Worthington joked years later that he liked to keep Monday nights free – particularly after Carlton games – just in case he had to front the tribunal. He would say: “You knew you’d get done (reported) for whacking someone or being hit yourself. It got to the stage where a bunch of blokes would appear before the tribunal after every match.
“We’d toss a coin to see who went and got the carton of tinnies to sip while waiting to be called.”
Worthington loved having good time off the field, with Barham saying: “I was a new boy at the club along with Stan Magro and Kevin Worthington. We all got on well, but they did teach me some terrible things.”
Tony Shaw recalled how at his first after-match functions he happened to be in a drinking school with the pair. “(We) all downed our drinks, but instead of handing me their glasses and saying ‘Your hook’, Stan bit the top of his glass and ‘Wortho’ smashed his on his head. I was absolutely stunned. Handing me the remains of their glasses, they said: ‘Now it’s your shout’.”
Their good humour saw them fool Hafey during one running session around the Boulevard in Kew. They clearly broke their personal best time, sweat pouring off them as they ran back into Victoria Park. It wasn’t until a week later that Worthington revealed they had sat underneath the Johnston St bridge and wet their clothes before sneaking back to the ground.
He wasn’t a regular goalkicker, but managed to score a major in his 50th game, in the round four clash with St Kilda.
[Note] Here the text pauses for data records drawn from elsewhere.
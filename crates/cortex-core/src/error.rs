//! Core error types for cortex-core.
//!
//! Uses `thiserror` for structured, matchable error variants. Every variant
//! is produced before any mutation happens: a `CoreError` means the graph was
//! left untouched.

use thiserror::Error;

use crate::id::{LinkKey, NeuronId};
use crate::kind::NeuronKind;
use crate::lock::LockError;

/// Errors produced by brain operations.
#[derive(Debug, Error)]
pub enum CoreError {
    /// No neuron with this id is registered.
    #[error("neuron not found: {id}")]
    NeuronNotFound { id: NeuronId },

    /// The neuron exists but was deleted.
    #[error("neuron deleted: {id}")]
    NeuronDeleted { id: NeuronId },

    /// The neuron does not have the kind the operation requires.
    #[error("neuron {id} is {found:?}, expected {expected}")]
    WrongKind {
        id: NeuronId,
        expected: &'static str,
        found: NeuronKind,
    },

    /// A link with the same (from, to, meaning) triple already exists.
    #[error("duplicate link: {key}")]
    DuplicateLink { key: LinkKey },

    /// No link with this triple exists.
    #[error("link not found: {key}")]
    LinkNotFound { key: LinkKey },

    /// The neuron is still referenced as a meaning or info item.
    #[error("neuron {id} is still referenced {uses} time(s) as meaning or info")]
    InUse { id: NeuronId, uses: usize },

    /// Predefined neurons cannot be deleted.
    #[error("neuron {id} is predefined")]
    Predefined { id: NeuronId },

    /// Index outside the bounds of a child or info list.
    #[error("index {index} out of range for {id} (len {len})")]
    IndexOutOfRange {
        id: NeuronId,
        index: usize,
        len: usize,
    },

    /// The child does not occur in the cluster.
    #[error("neuron {child} is not a child of {cluster}")]
    ChildNotFound { cluster: NeuronId, child: NeuronId },

    /// The item does not occur in the link's info list.
    #[error("neuron {item} is not in the info of {key}")]
    InfoNotFound { key: LinkKey, item: NeuronId },

    /// The payload does not match the neuron's kind.
    #[error("payload does not fit neuron {id} of kind {kind:?}")]
    InvalidPayload { id: NeuronId, kind: NeuronKind },

    /// A neuron passed to `Brain::add` already carries an id.
    #[error("neuron {id} is already registered")]
    AlreadyRegistered { id: NeuronId },

    /// The graph changed underneath a multi-phase operation too many times.
    #[error("contention on neuron {id}: gave up after {attempts} attempts")]
    Contention { id: NeuronId, attempts: usize },

    #[error(transparent)]
    Lock(#[from] LockError),
}

impl CoreError {
    /// Returns `true` for plain lookup misses, which instructions treat as
    /// a logged no-op rather than a failure.
    pub fn is_lookup_miss(&self) -> bool {
        matches!(
            self,
            CoreError::LinkNotFound { .. }
                | CoreError::ChildNotFound { .. }
                | CoreError::InfoNotFound { .. }
        )
    }
}
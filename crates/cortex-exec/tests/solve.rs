//! Solving neurons through the rule code attached to link meanings.

use std::sync::Arc;

use cortex_core::{Brain, ConditionalKind, NeuronKind, Opcode, Predefined};
use cortex_exec::{CodeBuilder, Processor, ProcessorConfig};

fn setup() -> (Arc<Brain>, Processor) {
    let brain = Arc::new(Brain::new());
    let p = Processor::new(Arc::clone(&brain), ProcessorConfig::default());
    (brain, p)
}

#[test]
fn rule_code_sees_the_link_being_solved() {
    let (brain, mut p) = setup();
    let b = CodeBuilder::new(&brain);
    let [from, to, meaning, note] = [0, 1, 2, 3].map(|_| brain.create(NeuronKind::Neuron));
    let key = brain.insert_link(from, to, meaning).unwrap();
    brain.add_info(key, &[note]).unwrap();

    let seen = b.global().unwrap();
    let info = b.global().unwrap();
    let rule = b
        .code(&[
            b.assignment(
                seen,
                &[
                    Predefined::CurrentFrom.id(),
                    Predefined::CurrentTo.id(),
                    Predefined::CurrentMeaning.id(),
                ],
            )
            .unwrap(),
            b.assignment(info, &[Predefined::CurrentInfo.id()]).unwrap(),
        ])
        .unwrap();
    b.rules(meaning, rule).unwrap();

    p.solve(from).unwrap();
    assert_eq!(p.global(seen), Some(vec![from, to, meaning]));
    assert_eq!(p.global(info), Some(vec![note]));
    assert!(p.neuron_stack().is_empty());
    assert!(p.is_idle());
}

#[test]
fn neurons_pushed_by_rules_are_solved_in_turn() {
    let (brain, mut p) = setup();
    let b = CodeBuilder::new(&brain);
    let [first, second, third, next] = [0, 1, 2, 3].map(|_| brain.create(NeuronKind::Neuron));
    brain.insert_link(first, second, next).unwrap();
    brain.insert_link(second, third, next).unwrap();

    let last = b.global().unwrap();
    let rule = b
        .code(&[
            b.assignment(last, &[Predefined::CurrentTo.id()]).unwrap(),
            b.statement(Opcode::Push, &[Predefined::CurrentTo.id()]).unwrap(),
        ])
        .unwrap();
    b.rules(next, rule).unwrap();

    let code = b.code(&[b.statement(Opcode::Solve, &[first]).unwrap()]).unwrap();
    p.run(code).unwrap();
    assert_eq!(p.global(last), Some(vec![third]));
    assert!(p.neuron_stack().is_empty());
}

#[test]
fn exit_link_abandons_the_rest_of_the_rule() {
    let (brain, mut p) = setup();
    let b = CodeBuilder::new(&brain);
    let [from, to, meaning] = [0, 1, 2].map(|_| brain.create(NeuronKind::Neuron));
    brain.insert_link(from, to, meaning).unwrap();

    let reached = b.global().unwrap();
    let leave = b
        .part(None, &[b.statement(Opcode::ExitLink, &[]).unwrap()])
        .unwrap();
    let rule = b
        .code(&[
            b.conditional(ConditionalKind::If, &[leave]).unwrap(),
            b.assignment(reached, &[Predefined::True.id()]).unwrap(),
        ])
        .unwrap();
    b.rules(meaning, rule).unwrap();

    p.solve(from).unwrap();
    assert_eq!(p.global(reached), None);
    assert!(p.is_idle());
}

#[test]
fn system_variables_are_read_only_and_empty_outside_links() {
    let (brain, mut p) = setup();
    let b = CodeBuilder::new(&brain);
    let x = brain.create(NeuronKind::Neuron);
    let code = b
        .code(&[b.assignment(Predefined::CurrentTo.id(), &[x]).unwrap()])
        .unwrap();
    p.run(code).unwrap();
    assert!(p.evaluate(Predefined::CurrentTo.id()).unwrap().is_empty());
}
That game, which marked Peter Daicos‘ first game, brought about a 178-point victory and it remains the biggest in the club’s history. His best return was four goals when he was sent forward in a game against Fitzroy in 1978.
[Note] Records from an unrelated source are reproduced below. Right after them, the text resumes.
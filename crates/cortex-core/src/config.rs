//! Brain configuration and cooperative cancellation.

use std::sync::atomic::{AtomicBool, Ordering};
use std::sync::Arc;
use std::time::Duration;

use serde::{Deserialize, Serialize};

/// Tunables for a [`Brain`](crate::Brain).
///
/// Every field has a default, so a partial JSON object deserializes.
#[derive(Debug, Clone, PartialEq, Serialize, Deserialize)]
#[serde(default)]
pub struct BrainConfig {
    /// Upper bound on any single lock wait, in milliseconds.
    pub lock_timeout_ms: u64,
    /// Idle buffers each pool keeps for reuse.
    pub pool_retain: usize,
}

impl Default for BrainConfig {
    fn default() -> Self {
        BrainConfig {
            lock_timeout_ms: 5_000,
            pool_retain: 64,
        }
    }
}

impl BrainConfig {
    pub fn lock_timeout(&self) -> Duration {
        Duration::from_millis(self.lock_timeout_ms)
    }
}

/// Shared flag checked between units of work of long host operations.
///
/// Cancellation is cooperative: it is observed between neurons of a save or
/// load and between root runs, never in the middle of an instruction.
#[derive(Debug, Clone, Default)]
pub struct CancelToken(Arc<AtomicBool>);

impl CancelToken {
    pub fn new() -> Self {
        Self::default()
    }

    pub fn cancel(&self) {
        self.0.store(true, Ordering::Release);
    }

    pub fn is_cancelled(&self) -> bool {
        self.0.load(Ordering::Acquire)
    }
}
//! The universal graph node.
//!
//! A [`Neuron`] carries an immutable id and kind, a few atomic flags, and
//! one reader/writer lock per [`Aspect`]. Adjacency aspects are lazy twice
//! over: the lock itself is only allocated the first time the aspect is
//! locked, and the list inside stays `None` ("never touched") until the
//! first write. Untouched and empty are therefore distinct, and persistence
//! keeps them distinct.
//!
//! Neurons are only ever read or mutated through a [`LockSet`](crate::LockSet)
//! obtained from the lock manager; this module exposes the raw cells to the
//! crate only.

use std::sync::atomic::{AtomicU8, Ordering};
use std::sync::{Arc, OnceLock};

use parking_lot::RwLock;
use serde::{Deserialize, Serialize};

use crate::id::{LinkKey, NeuronId};
use crate::kind::{NeuronKind, Payload};
use crate::lock::Aspect;

/// List held by an id-valued aspect (`Children`, `ClusteredBy`).
pub(crate) type IdList = Option<Vec<NeuronId>>;
/// List held by a link-valued aspect (`LinksOut`, `LinksIn`).
pub(crate) type LinkList = Option<Vec<LinkKey>>;

pub(crate) type Cell<T> = Arc<RwLock<T>>;

const CHANGED: u8 = 0b001;
const DELETED: u8 = 0b010;
const TEMPORARY: u8 = 0b100;

/// A node in the knowledge graph.
pub struct Neuron {
    id: NeuronId,
    kind: NeuronKind,
    flags: AtomicU8,
    value: Cell<Payload>,
    links_out: OnceLock<Cell<LinkList>>,
    links_in: OnceLock<Cell<LinkList>>,
    clustered_by: OnceLock<Cell<IdList>>,
    children: OnceLock<Cell<IdList>>,
}

impl Neuron {
    pub(crate) fn new(id: NeuronId, kind: NeuronKind, payload: Payload) -> Self {
        Neuron {
            id,
            kind,
            flags: AtomicU8::new(CHANGED),
            value: Arc::new(RwLock::new(payload)),
            links_out: OnceLock::new(),
            links_in: OnceLock::new(),
            clustered_by: OnceLock::new(),
            children: OnceLock::new(),
        }
    }

    /// Creates a neuron that is not registered anywhere yet. It carries
    /// [`NeuronId::TEMP`] until handed to [`Brain::add`](crate::Brain::add).
    pub fn detached(kind: NeuronKind, payload: Payload) -> Self {
        Neuron::new(NeuronId::TEMP, kind, payload)
    }

    /// Rebuilds a neuron from persisted parts. Materialized lists are
    /// restored as-is; absent lists stay untouched.
    pub(crate) fn from_parts(parts: NeuronParts) -> Self {
        let neuron = Neuron::new(parts.id, parts.kind, parts.payload);
        neuron.flags.store(0, Ordering::Release);
        if let Some(list) = parts.links_out {
            let _ = neuron.links_out.set(Arc::new(RwLock::new(Some(list))));
        }
        if let Some(list) = parts.links_in {
            let _ = neuron.links_in.set(Arc::new(RwLock::new(Some(list))));
        }
        if let Some(list) = parts.clustered_by {
            let _ = neuron.clustered_by.set(Arc::new(RwLock::new(Some(list))));
        }
        if let Some(list) = parts.children {
            let _ = neuron.children.set(Arc::new(RwLock::new(Some(list))));
        }
        neuron
    }

    /// Consumes a detached neuron, returning its kind and payload.
    pub(crate) fn into_detached_parts(self) -> (NeuronId, NeuronKind, Payload) {
        let payload = self.value.read().clone();
        (self.id, self.kind, payload)
    }

    pub fn id(&self) -> NeuronId {
        self.id
    }

    pub fn kind(&self) -> NeuronKind {
        self.kind
    }

    pub fn is_cluster(&self) -> bool {
        self.kind.is_cluster()
    }

    // -----------------------------------------------------------------------
    // Flags
    // -----------------------------------------------------------------------

    pub fn is_deleted(&self) -> bool {
        self.flags.load(Ordering::Acquire) & DELETED != 0
    }

    /// Returns `true` if the neuron changed since it was last saved.
    pub fn is_changed(&self) -> bool {
        self.flags.load(Ordering::Acquire) & CHANGED != 0
    }

    /// Returns `true` for uncommitted evaluation results.
    pub fn is_temporary(&self) -> bool {
        self.flags.load(Ordering::Acquire) & TEMPORARY != 0
    }

    pub(crate) fn mark_changed(&self) {
        self.flags.fetch_or(CHANGED, Ordering::AcqRel);
    }

    /// Clears the changed flag, returning whether it was set.
    pub(crate) fn take_changed(&self) -> bool {
        self.flags.fetch_and(!CHANGED, Ordering::AcqRel) & CHANGED != 0
    }

    pub(crate) fn mark_deleted(&self) {
        self.flags.fetch_or(DELETED, Ordering::AcqRel);
    }

    pub(crate) fn mark_temporary(&self) {
        self.flags.fetch_or(TEMPORARY, Ordering::AcqRel);
    }

    /// Turns a temporary neuron into a regular one.
    pub(crate) fn commit(&self) {
        self.flags.fetch_and(!TEMPORARY, Ordering::AcqRel);
    }

    // -----------------------------------------------------------------------
    // Aspect cells
    // -----------------------------------------------------------------------

    /// Returns `true` if the neuron has the given aspect at all.
    pub fn has_aspect(&self, aspect: Aspect) -> bool {
        aspect != Aspect::Children || self.is_cluster()
    }

    /// Returns `true` if the aspect's list was ever written.
    pub fn is_materialized(&self, aspect: Aspect) -> bool {
        match aspect {
            Aspect::Value => true,
            Aspect::LinksOut => materialized(&self.links_out),
            Aspect::LinksIn => materialized(&self.links_in),
            Aspect::ClusteredBy => materialized(&self.clustered_by),
            Aspect::Children => materialized(&self.children),
        }
    }

    pub(crate) fn value_cell(&self) -> &Cell<Payload> {
        &self.value
    }

    pub(crate) fn ids_cell(&self, aspect: Aspect) -> Option<&Cell<IdList>> {
        match aspect {
            Aspect::ClusteredBy => Some(lazy_cell(&self.clustered_by)),
            Aspect::Children if self.is_cluster() => Some(lazy_cell(&self.children)),
            _ => None,
        }
    }

    pub(crate) fn links_cell(&self, aspect: Aspect) -> Option<&Cell<LinkList>> {
        match aspect {
            Aspect::LinksOut => Some(lazy_cell(&self.links_out)),
            Aspect::LinksIn => Some(lazy_cell(&self.links_in)),
            _ => None,
        }
    }
}

impl std::fmt::Debug for Neuron {
    fn fmt(&self, f: &mut std::fmt::Formatter<'_>) -> std::fmt::Result {
        f.debug_struct("Neuron")
            .field("id", &self.id)
            .field("kind", &self.kind)
            .field("deleted", &self.is_deleted())
            .finish()
    }
}

fn lazy_cell<T>(slot: &OnceLock<Cell<Option<T>>>) -> &Cell<Option<T>> {
    slot.get_or_init(|| Arc::new(RwLock::new(None)))
}

fn materialized<T>(slot: &OnceLock<Cell<Option<T>>>) -> bool {
    slot.get().is_some_and(|cell| cell.read().is_some())
}

/// Flat, serializable form of a neuron and its adjacency lists.
#[derive(Debug, Clone, PartialEq, Serialize, Deserialize)]
pub struct NeuronParts {
    pub id: NeuronId,
    pub kind: NeuronKind,
    pub payload: Payload,
    #[serde(default, skip_serializing_if = "Option::is_none")]
    pub links_out: Option<Vec<LinkKey>>,
    #[serde(default, skip_serializing_if = "Option::is_none")]
    pub links_in: Option<Vec<LinkKey>>,
    #[serde(default, skip_serializing_if = "Option::is_none")]
    pub clustered_by: Option<Vec<NeuronId>>,
    #[serde(default, skip_serializing_if = "Option::is_none")]
    pub children: Option<Vec<NeuronId>>,
}

impl NeuronParts {
    /// Parts of a neuron with no adjacency lists.
    pub fn bare(id: NeuronId, kind: NeuronKind, payload: Payload) -> Self {
        NeuronParts {
            id,
            kind,
            payload,
            links_out: None,
            links_in: None,
            clustered_by: None,
            children: None,
        }
    }
}
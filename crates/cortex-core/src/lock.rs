//! Per-neuron, per-aspect reader/writer locking.
//!
//! Every neuron exposes five independently lockable [`Aspect`]s. Operations
//! that touch several neurons describe what they need as a batch of
//! [`LockRequest`]s; the [`LockManager`] sorts and deduplicates the batch by
//! `(neuron id, aspect)` before taking anything, so two batches that overlap
//! always acquire their common locks in the same order and can never wait on
//! each other in a cycle.
//!
//! A successful acquisition yields a [`LockSet`] holding owned guards. The
//! set is all-or-nothing: on any failure every lock taken so far is dropped
//! before the error is returned.

use std::sync::atomic::{AtomicU64, Ordering};
use std::sync::Arc;
use std::time::Duration;

use parking_lot::{ArcRwLockReadGuard, ArcRwLockWriteGuard, RawRwLock};
use serde::{Deserialize, Serialize};
use smallvec::SmallVec;

use crate::id::{LinkKey, NeuronId};
use crate::kind::Payload;
use crate::neuron::{IdList, LinkList, Neuron};

/// A disjoint, independently lockable facet of a neuron.
///
/// The declaration order is the secondary key of the global lock order.
#[derive(Debug, Clone, Copy, PartialEq, Eq, PartialOrd, Ord, Hash, Serialize, Deserialize)]
pub enum Aspect {
    Value,
    LinksOut,
    LinksIn,
    Children,
    ClusteredBy,
}

impl Aspect {
    pub const ALL: [Aspect; 5] = [
        Aspect::Value,
        Aspect::LinksOut,
        Aspect::LinksIn,
        Aspect::Children,
        Aspect::ClusteredBy,
    ];
}

/// Lock mode: read (shared) or write (exclusive).
#[derive(Debug, Clone, Copy, PartialEq, Eq, PartialOrd, Ord, Hash, Serialize, Deserialize)]
#[serde(rename_all = "lowercase")]
pub enum LockMode {
    Read,
    Write,
}

/// One entry of a batched lock request.
#[derive(Debug, Clone, Copy, PartialEq, Eq)]
pub struct LockRequest {
    pub neuron: NeuronId,
    pub aspect: Aspect,
    pub mode: LockMode,
}

impl LockRequest {
    pub fn read(neuron: NeuronId, aspect: Aspect) -> Self {
        LockRequest {
            neuron,
            aspect,
            mode: LockMode::Read,
        }
    }

    pub fn write(neuron: NeuronId, aspect: Aspect) -> Self {
        LockRequest {
            neuron,
            aspect,
            mode: LockMode::Write,
        }
    }
}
Collingwood came agonising close again to a premiership in 1979, but fell five points short against Carlton in the Grand Final. That could well have been the end of Worthington’s career in Black and White.
Knee trouble brought about a return to Perth in 1980. He said: “I came back (to WA) in 1980 because I had a knee operation and there were doubts whether I’d play again.”
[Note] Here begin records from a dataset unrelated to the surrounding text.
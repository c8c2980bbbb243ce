//! The instruction families.
//!
//! [`execute`] routes an opcode to its family. Argument counts are checked
//! before dispatch. Instructions with `resolves_arguments` receive the
//! concatenated results of their argument expressions; the others (the
//! arithmetic and logic operators, `Union`/`Intersect`/`Complement`,
//! `PopValue`, `ReturnValueIf`) receive the raw expressions and evaluate
//! them through the typed paths themselves.
//!
//! Argument order conventions:
//! - the list owner comes first (cluster, or `from, to, meaning` for info)
//! - an inserted or replacing neuron comes before its index
//!
//! Mutating instructions validate everything they can before the first
//! change, so a failing instruction leaves the graph untouched.

mod arithmetic;
mod children;
mod info;
mod links;
mod lists;
mod neurons;
mod stack;
mod timer;

use cortex_core::{Brain, CoreError, Family, NeuronId, NeuronKind, Opcode, Payload};

use crate::error::InstructionError;
use crate::processor::Processor;
use crate::value::Outcome;

pub(crate) fn execute(p: &mut Processor, op: Opcode, args: &[NeuronId]) -> Result<Outcome, InstructionError> {
    match op.family() {
        Family::Children => children::execute(p, op, args),
        Family::Links => links::execute(p, op, args),
        Family::Info => info::execute(p, op, args),
        Family::Neurons => neurons::execute(p, op, args),
        Family::Arithmetic => arithmetic::execute(p, op, args),
        Family::Lists => lists::execute(p, op, args),
        Family::Stack => stack::execute(p, op, args),
        Family::Timer => timer::execute(p, op, args),
    }
}

// ---------------------------------------------------------------------------
// Shared helpers
// ---------------------------------------------------------------------------

/// Maps graph errors for `op`, keeping lookup misses distinguishable.
fn core(op: Opcode) -> impl Fn(CoreError) -> InstructionError {
    move |e| InstructionError::from_core(op, e)
}

fn neurons(brain: &Brain, items: impl IntoIterator<Item = NeuronId>) -> Outcome {
    Outcome::Neurons(brain.factories().ids.checkout_from(items))
}

/// A list result that is expected to hold one element; an empty source is
/// a lookup miss.
fn one(brain: &Brain, op: Opcode, item: Option<NeuronId>, what: &str) -> Result<Outcome, InstructionError> {
    match item {
        Some(id) => Ok(neurons(brain, [id])),
        None => Err(InstructionError::miss(op, what.to_string())),
    }
}

/// Reads an index argument: an int (or double) neuron, not negative.
fn index(p: &Processor, op: Opcode, args: &[NeuronId], position: usize) -> Result<usize, InstructionError> {
    let id = args[position];
    let value = p
        .number_of(id)?
        .ok_or(InstructionError::ArgumentKind {
            op,
            position,
            expected: "int",
            found: id,
        })?
        .as_i64();
    usize::try_from(value).map_err(|_| InstructionError::IndexOutOfRange { op, index: value, len: 0 })
}

/// Requires `id` to be of kind `expected`.
fn expect_kind(
    brain: &Brain,
    op: Opcode,
    id: NeuronId,
    position: usize,
    expected: NeuronKind,
    name: &'static str,
) -> Result<(), InstructionError> {
    if brain.kind_of(id).map_err(core(op))? == expected {
        Ok(())
    } else {
        Err(InstructionError::ArgumentKind {
            op,
            position,
            expected: name,
            found: id,
        })
    }
}

/// Human-readable form of a neuron: its text or number, else its id.
fn render(brain: &Brain, id: NeuronId) -> String {
    match brain.payload(id) {
        Ok(Payload::Text(s)) => s,
        Ok(Payload::Int(v)) => v.to_string(),
        Ok(Payload::Double(v)) => v.to_string(),
        _ => format!("#{id}"),
    }
}

fn unsupported(op: Opcode, family: &str) -> InstructionError {
    InstructionError::miss(op, format!("not a {family} instruction"))
}
//! Links between neurons.

use std::sync::Arc;

use cortex_core::{Aspect, LinkKey, NeuronId, Opcode};

use super::{core, neurons, one, unsupported};
use crate::error::InstructionError;
use crate::processor::Processor;
use crate::value::Outcome;

pub(super) fn execute(p: &mut Processor, op: Opcode, args: &[NeuronId]) -> Result<Outcome, InstructionError> {
    let brain = Arc::clone(p.brain());
    let core = core(op);
    let subject = args[0];

    let outcome = match op {
        Opcode::LinkOutCount => Outcome::Int(brain.links_out(subject).map_err(&core)?.len() as i64),
        Opcode::LinkInCount => Outcome::Int(brain.links_in(subject).map_err(&core)?.len() as i64),
        Opcode::GetFirstOut => {
            let meaning = args[1];
            let links = brain.links_out(subject).map_err(&core)?;
            let to = links.iter().find(|k| k.meaning == meaning).map(|k| k.to);
            one(&brain, op, to, "no outgoing link with that meaning")?
        }
        Opcode::GetOutgoing => {
            let meaning = args[1];
            let links = brain.links_out(subject).map_err(&core)?;
            neurons(&brain, links.iter().filter(|k| k.meaning == meaning).map(|k| k.to))
        }
        Opcode::GetFirstIn => {
            let meaning = args[1];
            let links = brain.links_in(subject).map_err(&core)?;
            let from = links.iter().find(|k| k.meaning == meaning).map(|k| k.from);
            one(&brain, op, from, "no incoming link with that meaning")?
        }
        Opcode::GetIncoming => {
            let meaning = args[1];
            let links = brain.links_in(subject).map_err(&core)?;
            neurons(&brain, links.iter().filter(|k| k.meaning == meaning).map(|k| k.from))
        }
        Opcode::GetOutMeanings => neurons(&brain, brain.link_meanings(subject, Aspect::LinksOut).map_err(&core)?),
        Opcode::GetInMeanings => neurons(&brain, brain.link_meanings(subject, Aspect::LinksIn).map_err(&core)?),
        Opcode::LinkExists => Outcome::Bool(brain.link_exists(LinkKey::new(args[0], args[1], args[2]))),
        Opcode::InsertLink => {
            brain.insert_link(args[0], args[1], args[2]).map_err(&core)?;
            Outcome::Empty
        }
        Opcode::RemoveLink => {
            brain.remove_link(LinkKey::new(args[0], args[1], args[2])).map_err(&core)?;
            Outcome::Empty
        }
        Opcode::RemoveLinksOut | Opcode::RemoveLinksIn => {
            let meanings = &args[1..];
            let removed = if op == Opcode::RemoveLinksOut {
                brain.remove_links_out(subject, meanings)
            } else {
                brain.remove_links_in(subject, meanings)
            }
            .map_err(&core)?;
            tracing::debug!(%subject, removed, "links removed");
            Outcome::Empty
        }
        Opcode::SetFirstOut => {
            brain.set_first_out(args[0], args[1], args[2]).map_err(&core)?;
            Outcome::Empty
        }
        other => return Err(unsupported(other, "links")),
    };
    Ok(outcome)
}

#[cfg(test)]
mod tests {
    use std::sync::Arc;

    use cortex_core::{Brain, NeuronKind, Opcode};

    use crate::builder::CodeBuilder;
    use crate::config::ProcessorConfig;
    use crate::processor::Processor;

    #[test]
    fn insert_count_remove_scenario() {
        let brain = Arc::new(Brain::new());
        let mut p = Processor::new(Arc::clone(&brain), ProcessorConfig::default());
        let b = CodeBuilder::new(&brain);
        let [a, c, m] = [0, 1, 2].map(|_| brain.create(NeuronKind::Neuron));

        let count = b.result_statement(Opcode::LinkOutCount, &[a]).unwrap();
        let insert = b.statement(Opcode::InsertLink, &[a, c, m]).unwrap();
        p.run(insert).unwrap();
        assert_eq!(p.eval_int(count).unwrap(), Some(1));

        // A second insert of the same triple is rejected and changes nothing.
        p.run(insert).unwrap();
        assert_eq!(p.eval_int(count).unwrap(), Some(1));

        let first = b.result_statement(Opcode::GetFirstOut, &[a, m]).unwrap();
        assert_eq!(p.evaluate(first).unwrap(), vec![c]);
        let exists = b.result_statement(Opcode::LinkExists, &[a, c, m]).unwrap();
        assert!(p.eval_bool(exists).unwrap());

        p.run(b.statement(Opcode::RemoveLink, &[a, c, m]).unwrap()).unwrap();
        assert_eq!(p.eval_int(count).unwrap(), Some(0));
        assert!(!p.eval_bool(exists).unwrap());
        assert!(brain.links_in(c).unwrap().is_empty());
        assert!(p.evaluate(first).unwrap().is_empty());
    }

    #[test]
    fn remove_links_out_by_meaning() {
        let brain = Arc::new(Brain::new());
        let mut p = Processor::new(Arc::clone(&brain), ProcessorConfig::default());
        let b = CodeBuilder::new(&brain);
        let [a, t, m1, m2] = [0, 1, 2, 3].map(|_| brain.create(NeuronKind::Neuron));
        brain.insert_link(a, t, m1).unwrap();
        brain.insert_link(a, t, m2).unwrap();

        let meanings = b.result_statement(Opcode::GetOutMeanings, &[a]).unwrap();
        assert_eq!(p.evaluate(meanings).unwrap(), vec![m1, m2]);

        p.run(b.statement(Opcode::RemoveLinksOut, &[a, m1]).unwrap()).unwrap();
        assert_eq!(brain.link_meanings(a, cortex_core::Aspect::LinksOut).unwrap(), vec![m2]);
        p.run(b.statement(Opcode::RemoveLinksOut, &[a]).unwrap()).unwrap();
        assert!(brain.links_out(a).unwrap().is_empty());
    }

    #[test]
    fn set_first_out_replaces_target() {
        let brain = Arc::new(Brain::new());
        let mut p = Processor::new(Arc::clone(&brain), ProcessorConfig::default());
        let b = CodeBuilder::new(&brain);
        let [a, t1, t2, m] = [0, 1, 2, 3].map(|_| brain.create(NeuronKind::Neuron));
        brain.insert_link(a, t1, m).unwrap();
        p.run(b.statement(Opcode::SetFirstOut, &[a, m, t2]).unwrap()).unwrap();
        let outgoing = b.result_statement(Opcode::GetOutgoing, &[a, m]).unwrap();
        assert_eq!(p.evaluate(outgoing).unwrap(), vec![t2]);
        let incoming = b.result_statement(Opcode::GetIncoming, &[t2, m]).unwrap();
        assert_eq!(p.evaluate(incoming).unwrap(), vec![a]);
    }
}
But he stepped out for Claremont and that gave him the confidence to return to Victoria Park in 1981 in the chase for that elusive premiership. He managed 18 games in 1981, yet missed Collingwood’s last two finals, including the Grand Final loss to Carlton.
And while he hadn’t played in that game, he was still a part of the folklore surrounding a story in the time after the Grand Final, involving Blues premiership star Wayne Johnston. Johnston would reveal how he was in the cubicle of a toilet in a Caulfield nightclub when he heard Worthington and Magro planning their retribution for what he had done in the game.
Johnston said on radio decades later: “I didn’t come out of the toilet for about 30 minutes because I thought they were still out the front, that they saw me walk in. But it turned out it was just pure coincidence that I was in there at the time. They were talking about assassinating me before the 48 hours were up. (Finally) I stuck my head out around the corner and bolted home.”
Worthington’s body was failing him by the time of the 1982 season, his last for Collingwood. He managed only eight games in that fractured year, and he and Magro chose to return to WA after the New Magpies reform group came to power and promised significant change.
The two mates played two seasons with East Perth, taking his WAFL tally to 129 games, to match his 95 games (and 19 goals) in his five seasons at Collingwood.
Magro signed on to coach WA country side Wagin after that, and he talked Worthington to join him. Fittingly, the two mates who desperately craved a premiership managed that in a team that wore black and white, and went by the Magpies moniker. That was a suitable end to Worthington’s playing career.
He was an assistant coach to Magro at East Perth in 1992-93, and coached that same club from 1996-99, leading them to a Grand Final in his first season, losing to his old side, East Perth, by two points.